▸ RECORDS:
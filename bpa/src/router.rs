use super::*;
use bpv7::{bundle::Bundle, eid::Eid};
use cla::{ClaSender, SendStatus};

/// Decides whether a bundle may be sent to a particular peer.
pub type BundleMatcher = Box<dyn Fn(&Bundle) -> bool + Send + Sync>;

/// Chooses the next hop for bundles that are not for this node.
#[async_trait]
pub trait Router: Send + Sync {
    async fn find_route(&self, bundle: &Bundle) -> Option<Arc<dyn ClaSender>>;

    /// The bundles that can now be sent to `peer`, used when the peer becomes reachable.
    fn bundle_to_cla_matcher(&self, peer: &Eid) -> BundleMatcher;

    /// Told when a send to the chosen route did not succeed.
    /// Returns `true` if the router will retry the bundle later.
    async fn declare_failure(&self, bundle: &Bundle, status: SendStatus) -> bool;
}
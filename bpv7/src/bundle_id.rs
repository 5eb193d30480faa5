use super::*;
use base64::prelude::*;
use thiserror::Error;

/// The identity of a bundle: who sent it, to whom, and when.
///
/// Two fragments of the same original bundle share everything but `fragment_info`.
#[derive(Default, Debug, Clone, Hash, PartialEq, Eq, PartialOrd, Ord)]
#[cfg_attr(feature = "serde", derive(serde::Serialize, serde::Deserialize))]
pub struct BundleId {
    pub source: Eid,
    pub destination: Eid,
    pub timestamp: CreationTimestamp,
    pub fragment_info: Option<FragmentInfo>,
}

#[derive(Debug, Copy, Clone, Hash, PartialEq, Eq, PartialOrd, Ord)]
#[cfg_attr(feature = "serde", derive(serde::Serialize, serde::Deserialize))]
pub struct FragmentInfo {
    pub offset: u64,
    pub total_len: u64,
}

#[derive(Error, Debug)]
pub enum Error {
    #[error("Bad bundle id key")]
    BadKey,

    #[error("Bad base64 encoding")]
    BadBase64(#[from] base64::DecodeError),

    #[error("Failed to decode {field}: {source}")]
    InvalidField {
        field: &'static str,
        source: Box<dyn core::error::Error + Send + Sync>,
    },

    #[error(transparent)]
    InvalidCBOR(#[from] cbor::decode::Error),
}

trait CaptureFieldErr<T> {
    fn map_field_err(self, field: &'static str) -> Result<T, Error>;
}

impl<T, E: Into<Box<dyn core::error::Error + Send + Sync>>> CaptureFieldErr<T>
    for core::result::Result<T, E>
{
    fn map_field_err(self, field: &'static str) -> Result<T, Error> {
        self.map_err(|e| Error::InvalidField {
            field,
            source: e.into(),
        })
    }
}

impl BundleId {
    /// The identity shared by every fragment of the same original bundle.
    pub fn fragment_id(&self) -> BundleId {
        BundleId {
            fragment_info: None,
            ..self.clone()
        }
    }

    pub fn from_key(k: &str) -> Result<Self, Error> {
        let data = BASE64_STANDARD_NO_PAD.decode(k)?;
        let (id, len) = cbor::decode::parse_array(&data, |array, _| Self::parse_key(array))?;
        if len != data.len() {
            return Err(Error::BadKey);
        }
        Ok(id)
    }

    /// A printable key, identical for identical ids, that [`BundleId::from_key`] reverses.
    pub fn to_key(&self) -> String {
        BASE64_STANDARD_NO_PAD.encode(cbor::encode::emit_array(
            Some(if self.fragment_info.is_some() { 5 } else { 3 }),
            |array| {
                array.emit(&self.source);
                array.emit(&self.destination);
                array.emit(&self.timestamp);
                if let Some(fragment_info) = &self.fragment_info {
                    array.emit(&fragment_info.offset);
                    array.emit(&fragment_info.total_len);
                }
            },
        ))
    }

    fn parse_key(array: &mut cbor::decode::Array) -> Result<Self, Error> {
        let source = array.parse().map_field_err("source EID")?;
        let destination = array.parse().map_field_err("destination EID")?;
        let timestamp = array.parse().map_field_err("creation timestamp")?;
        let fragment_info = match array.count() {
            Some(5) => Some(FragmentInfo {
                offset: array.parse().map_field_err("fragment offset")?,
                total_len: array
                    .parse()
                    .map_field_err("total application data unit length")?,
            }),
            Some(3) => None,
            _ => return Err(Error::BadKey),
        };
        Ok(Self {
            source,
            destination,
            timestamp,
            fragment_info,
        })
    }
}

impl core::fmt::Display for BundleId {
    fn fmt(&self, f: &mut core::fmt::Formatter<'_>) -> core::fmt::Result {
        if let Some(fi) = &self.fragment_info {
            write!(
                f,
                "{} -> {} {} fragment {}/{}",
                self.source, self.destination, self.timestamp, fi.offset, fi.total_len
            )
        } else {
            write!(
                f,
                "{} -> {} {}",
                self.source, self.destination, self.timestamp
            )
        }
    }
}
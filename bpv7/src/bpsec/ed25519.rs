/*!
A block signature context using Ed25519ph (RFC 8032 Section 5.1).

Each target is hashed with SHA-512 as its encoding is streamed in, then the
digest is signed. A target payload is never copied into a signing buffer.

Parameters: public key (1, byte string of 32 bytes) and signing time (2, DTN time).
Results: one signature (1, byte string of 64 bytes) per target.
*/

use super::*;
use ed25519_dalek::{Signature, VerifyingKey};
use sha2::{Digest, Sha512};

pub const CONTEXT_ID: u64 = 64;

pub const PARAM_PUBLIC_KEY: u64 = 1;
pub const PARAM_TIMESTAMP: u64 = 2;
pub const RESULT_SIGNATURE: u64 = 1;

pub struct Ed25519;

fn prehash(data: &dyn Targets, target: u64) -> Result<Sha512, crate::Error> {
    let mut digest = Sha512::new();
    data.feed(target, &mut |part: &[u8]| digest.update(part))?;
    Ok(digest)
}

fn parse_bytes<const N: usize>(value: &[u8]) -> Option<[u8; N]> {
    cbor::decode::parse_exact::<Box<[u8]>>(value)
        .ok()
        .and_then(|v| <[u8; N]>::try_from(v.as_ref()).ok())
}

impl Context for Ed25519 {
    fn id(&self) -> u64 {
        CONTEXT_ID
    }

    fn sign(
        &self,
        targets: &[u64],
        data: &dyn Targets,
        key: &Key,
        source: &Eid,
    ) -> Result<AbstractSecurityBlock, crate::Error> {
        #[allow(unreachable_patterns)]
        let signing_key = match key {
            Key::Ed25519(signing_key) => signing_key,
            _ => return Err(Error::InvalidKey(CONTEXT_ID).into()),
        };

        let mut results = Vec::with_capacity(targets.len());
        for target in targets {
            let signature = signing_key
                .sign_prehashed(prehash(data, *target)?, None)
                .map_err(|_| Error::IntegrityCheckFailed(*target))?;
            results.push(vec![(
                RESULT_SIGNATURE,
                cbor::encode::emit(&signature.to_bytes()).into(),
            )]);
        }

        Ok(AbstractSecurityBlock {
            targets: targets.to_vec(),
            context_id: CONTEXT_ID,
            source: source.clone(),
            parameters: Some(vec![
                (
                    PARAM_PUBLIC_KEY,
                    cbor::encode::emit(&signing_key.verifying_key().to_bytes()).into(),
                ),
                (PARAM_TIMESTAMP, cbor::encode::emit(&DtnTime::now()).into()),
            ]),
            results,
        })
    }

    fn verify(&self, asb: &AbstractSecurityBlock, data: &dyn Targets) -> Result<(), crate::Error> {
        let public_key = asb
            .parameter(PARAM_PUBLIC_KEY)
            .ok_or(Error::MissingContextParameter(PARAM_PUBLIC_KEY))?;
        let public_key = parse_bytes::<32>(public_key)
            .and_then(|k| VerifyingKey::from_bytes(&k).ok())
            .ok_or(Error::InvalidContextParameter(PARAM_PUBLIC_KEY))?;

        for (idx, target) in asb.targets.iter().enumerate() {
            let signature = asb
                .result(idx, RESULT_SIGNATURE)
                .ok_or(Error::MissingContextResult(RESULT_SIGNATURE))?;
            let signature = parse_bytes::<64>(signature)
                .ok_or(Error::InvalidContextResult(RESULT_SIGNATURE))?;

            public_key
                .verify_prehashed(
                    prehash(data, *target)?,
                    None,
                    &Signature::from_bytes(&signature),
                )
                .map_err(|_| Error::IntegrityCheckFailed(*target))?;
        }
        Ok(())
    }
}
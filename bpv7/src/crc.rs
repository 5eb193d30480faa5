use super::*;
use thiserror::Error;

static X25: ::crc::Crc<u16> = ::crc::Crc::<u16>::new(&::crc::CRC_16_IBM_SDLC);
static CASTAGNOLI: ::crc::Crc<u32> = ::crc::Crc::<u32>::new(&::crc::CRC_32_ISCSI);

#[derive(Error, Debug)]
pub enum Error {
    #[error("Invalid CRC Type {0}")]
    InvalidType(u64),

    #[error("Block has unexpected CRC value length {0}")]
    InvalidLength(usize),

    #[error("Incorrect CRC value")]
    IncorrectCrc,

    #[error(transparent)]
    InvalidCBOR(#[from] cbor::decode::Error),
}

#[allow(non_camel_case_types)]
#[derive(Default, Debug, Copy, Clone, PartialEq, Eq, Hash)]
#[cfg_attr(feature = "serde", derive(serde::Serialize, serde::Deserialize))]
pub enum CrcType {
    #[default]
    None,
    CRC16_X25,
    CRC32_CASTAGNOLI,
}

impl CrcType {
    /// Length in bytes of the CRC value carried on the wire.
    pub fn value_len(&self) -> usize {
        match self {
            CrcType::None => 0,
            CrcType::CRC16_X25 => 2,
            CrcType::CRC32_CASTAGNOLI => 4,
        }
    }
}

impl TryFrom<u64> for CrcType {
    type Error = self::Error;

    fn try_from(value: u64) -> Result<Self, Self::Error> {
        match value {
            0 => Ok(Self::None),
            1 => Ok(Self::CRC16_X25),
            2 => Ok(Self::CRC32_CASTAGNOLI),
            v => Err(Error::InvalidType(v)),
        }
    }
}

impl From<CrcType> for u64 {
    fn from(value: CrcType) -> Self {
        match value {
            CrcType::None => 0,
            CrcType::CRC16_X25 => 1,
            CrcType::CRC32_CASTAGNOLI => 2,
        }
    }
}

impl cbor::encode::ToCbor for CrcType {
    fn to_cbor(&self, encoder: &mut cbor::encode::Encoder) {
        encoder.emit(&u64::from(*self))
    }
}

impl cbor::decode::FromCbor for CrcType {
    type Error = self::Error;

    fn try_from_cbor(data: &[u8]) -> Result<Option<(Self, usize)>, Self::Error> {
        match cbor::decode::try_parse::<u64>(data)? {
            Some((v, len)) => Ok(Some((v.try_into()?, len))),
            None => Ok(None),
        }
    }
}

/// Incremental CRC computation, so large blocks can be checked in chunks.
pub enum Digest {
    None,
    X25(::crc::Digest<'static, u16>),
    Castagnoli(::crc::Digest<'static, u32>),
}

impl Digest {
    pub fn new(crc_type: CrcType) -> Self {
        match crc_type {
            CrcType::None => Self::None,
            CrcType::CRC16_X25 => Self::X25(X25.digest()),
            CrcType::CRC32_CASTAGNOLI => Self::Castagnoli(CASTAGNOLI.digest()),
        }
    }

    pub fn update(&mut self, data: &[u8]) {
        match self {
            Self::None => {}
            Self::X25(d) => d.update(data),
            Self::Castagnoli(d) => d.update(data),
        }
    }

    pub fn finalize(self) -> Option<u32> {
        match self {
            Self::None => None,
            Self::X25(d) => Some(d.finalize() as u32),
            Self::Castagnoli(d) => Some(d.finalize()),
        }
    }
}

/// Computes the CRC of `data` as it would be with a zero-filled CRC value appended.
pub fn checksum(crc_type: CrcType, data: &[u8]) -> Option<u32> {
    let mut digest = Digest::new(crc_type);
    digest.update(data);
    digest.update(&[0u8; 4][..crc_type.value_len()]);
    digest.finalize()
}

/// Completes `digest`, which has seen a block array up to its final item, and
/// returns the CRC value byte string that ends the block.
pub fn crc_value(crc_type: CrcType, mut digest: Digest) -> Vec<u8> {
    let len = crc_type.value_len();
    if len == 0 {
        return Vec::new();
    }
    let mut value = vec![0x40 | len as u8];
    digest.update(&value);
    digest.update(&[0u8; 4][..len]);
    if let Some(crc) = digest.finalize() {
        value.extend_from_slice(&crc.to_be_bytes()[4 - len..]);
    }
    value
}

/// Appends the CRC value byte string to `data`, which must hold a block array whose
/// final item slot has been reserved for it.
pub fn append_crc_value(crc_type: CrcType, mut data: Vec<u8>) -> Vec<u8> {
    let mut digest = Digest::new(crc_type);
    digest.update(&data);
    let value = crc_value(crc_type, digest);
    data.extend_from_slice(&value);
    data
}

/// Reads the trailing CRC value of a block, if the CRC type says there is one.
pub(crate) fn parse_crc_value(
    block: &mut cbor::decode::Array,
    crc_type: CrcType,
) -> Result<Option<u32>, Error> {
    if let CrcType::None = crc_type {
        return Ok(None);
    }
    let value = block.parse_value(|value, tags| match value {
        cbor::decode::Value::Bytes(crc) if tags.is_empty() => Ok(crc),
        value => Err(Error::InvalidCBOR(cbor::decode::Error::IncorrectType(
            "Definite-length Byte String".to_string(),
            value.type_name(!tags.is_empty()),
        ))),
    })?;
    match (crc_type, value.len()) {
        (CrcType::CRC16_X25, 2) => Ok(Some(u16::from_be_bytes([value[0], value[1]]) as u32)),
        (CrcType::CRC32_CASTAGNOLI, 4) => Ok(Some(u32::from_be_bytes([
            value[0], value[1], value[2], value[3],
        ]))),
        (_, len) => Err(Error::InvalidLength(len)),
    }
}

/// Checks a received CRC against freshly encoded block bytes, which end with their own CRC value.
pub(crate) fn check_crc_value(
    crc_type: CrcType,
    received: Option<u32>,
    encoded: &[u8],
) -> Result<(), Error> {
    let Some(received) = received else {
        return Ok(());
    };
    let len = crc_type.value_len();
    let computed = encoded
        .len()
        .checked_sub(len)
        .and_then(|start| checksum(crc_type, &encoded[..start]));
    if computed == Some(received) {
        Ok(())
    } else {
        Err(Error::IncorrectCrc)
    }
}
* * *
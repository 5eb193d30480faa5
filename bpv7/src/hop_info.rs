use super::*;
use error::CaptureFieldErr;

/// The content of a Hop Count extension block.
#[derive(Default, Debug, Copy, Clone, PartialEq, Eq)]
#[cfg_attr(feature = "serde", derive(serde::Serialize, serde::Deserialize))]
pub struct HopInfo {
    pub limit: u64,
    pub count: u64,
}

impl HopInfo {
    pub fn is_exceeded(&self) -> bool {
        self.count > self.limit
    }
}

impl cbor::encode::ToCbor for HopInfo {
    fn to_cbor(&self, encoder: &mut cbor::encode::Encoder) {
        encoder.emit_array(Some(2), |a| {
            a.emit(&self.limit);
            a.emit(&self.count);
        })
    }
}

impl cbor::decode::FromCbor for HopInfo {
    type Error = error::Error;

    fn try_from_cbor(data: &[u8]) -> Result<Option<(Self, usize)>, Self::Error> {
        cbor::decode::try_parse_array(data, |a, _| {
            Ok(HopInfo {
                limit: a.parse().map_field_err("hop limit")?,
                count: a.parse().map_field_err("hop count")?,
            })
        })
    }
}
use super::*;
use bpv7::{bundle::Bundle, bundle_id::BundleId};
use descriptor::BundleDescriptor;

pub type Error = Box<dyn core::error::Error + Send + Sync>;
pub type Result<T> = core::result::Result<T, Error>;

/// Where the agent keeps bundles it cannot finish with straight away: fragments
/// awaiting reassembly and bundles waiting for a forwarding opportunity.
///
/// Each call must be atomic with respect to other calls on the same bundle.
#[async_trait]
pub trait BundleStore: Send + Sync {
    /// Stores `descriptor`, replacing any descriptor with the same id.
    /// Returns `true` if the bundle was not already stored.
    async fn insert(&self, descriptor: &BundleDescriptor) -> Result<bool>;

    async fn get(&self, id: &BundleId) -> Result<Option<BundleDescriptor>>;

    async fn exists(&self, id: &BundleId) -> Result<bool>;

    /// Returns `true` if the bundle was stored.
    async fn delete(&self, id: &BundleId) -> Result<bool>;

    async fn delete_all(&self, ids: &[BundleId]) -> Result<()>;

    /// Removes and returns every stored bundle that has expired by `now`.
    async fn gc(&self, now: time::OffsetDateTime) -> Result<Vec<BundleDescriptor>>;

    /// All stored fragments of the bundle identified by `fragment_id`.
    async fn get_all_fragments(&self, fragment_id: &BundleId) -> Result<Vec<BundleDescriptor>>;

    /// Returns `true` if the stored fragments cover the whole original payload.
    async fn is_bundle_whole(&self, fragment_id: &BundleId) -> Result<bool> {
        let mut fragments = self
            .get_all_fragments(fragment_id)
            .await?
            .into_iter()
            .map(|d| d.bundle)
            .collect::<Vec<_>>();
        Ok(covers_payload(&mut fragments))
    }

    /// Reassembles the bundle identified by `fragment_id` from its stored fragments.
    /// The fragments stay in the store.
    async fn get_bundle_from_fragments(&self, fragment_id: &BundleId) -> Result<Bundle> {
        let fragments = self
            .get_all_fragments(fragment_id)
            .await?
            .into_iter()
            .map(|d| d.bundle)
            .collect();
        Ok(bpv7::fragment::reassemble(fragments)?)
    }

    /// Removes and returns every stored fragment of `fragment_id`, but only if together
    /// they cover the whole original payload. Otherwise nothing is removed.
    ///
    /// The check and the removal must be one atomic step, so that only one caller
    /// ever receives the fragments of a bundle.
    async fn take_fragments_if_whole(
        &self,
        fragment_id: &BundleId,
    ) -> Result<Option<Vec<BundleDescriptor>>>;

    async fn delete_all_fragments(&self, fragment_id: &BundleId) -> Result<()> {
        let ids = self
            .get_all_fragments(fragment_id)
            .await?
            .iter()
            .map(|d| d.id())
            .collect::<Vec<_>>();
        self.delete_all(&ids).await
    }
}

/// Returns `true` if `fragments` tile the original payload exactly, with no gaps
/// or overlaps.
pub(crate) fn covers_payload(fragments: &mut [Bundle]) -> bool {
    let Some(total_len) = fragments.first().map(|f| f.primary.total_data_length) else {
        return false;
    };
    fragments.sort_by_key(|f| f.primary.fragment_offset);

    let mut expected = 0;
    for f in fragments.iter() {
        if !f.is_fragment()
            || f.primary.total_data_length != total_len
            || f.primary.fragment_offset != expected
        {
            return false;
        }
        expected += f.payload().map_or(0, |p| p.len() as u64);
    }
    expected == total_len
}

▸ WORK TASK:
Copy out each line of the data in which the word "PartialOrd" appears.

▸ RESPONSE:
#[derive(Default, Debug, Clone, Hash, PartialEq, Eq, PartialOrd, Ord)]
#[derive(Debug, Copy, Clone, Hash, PartialEq, Eq, PartialOrd, Ord)]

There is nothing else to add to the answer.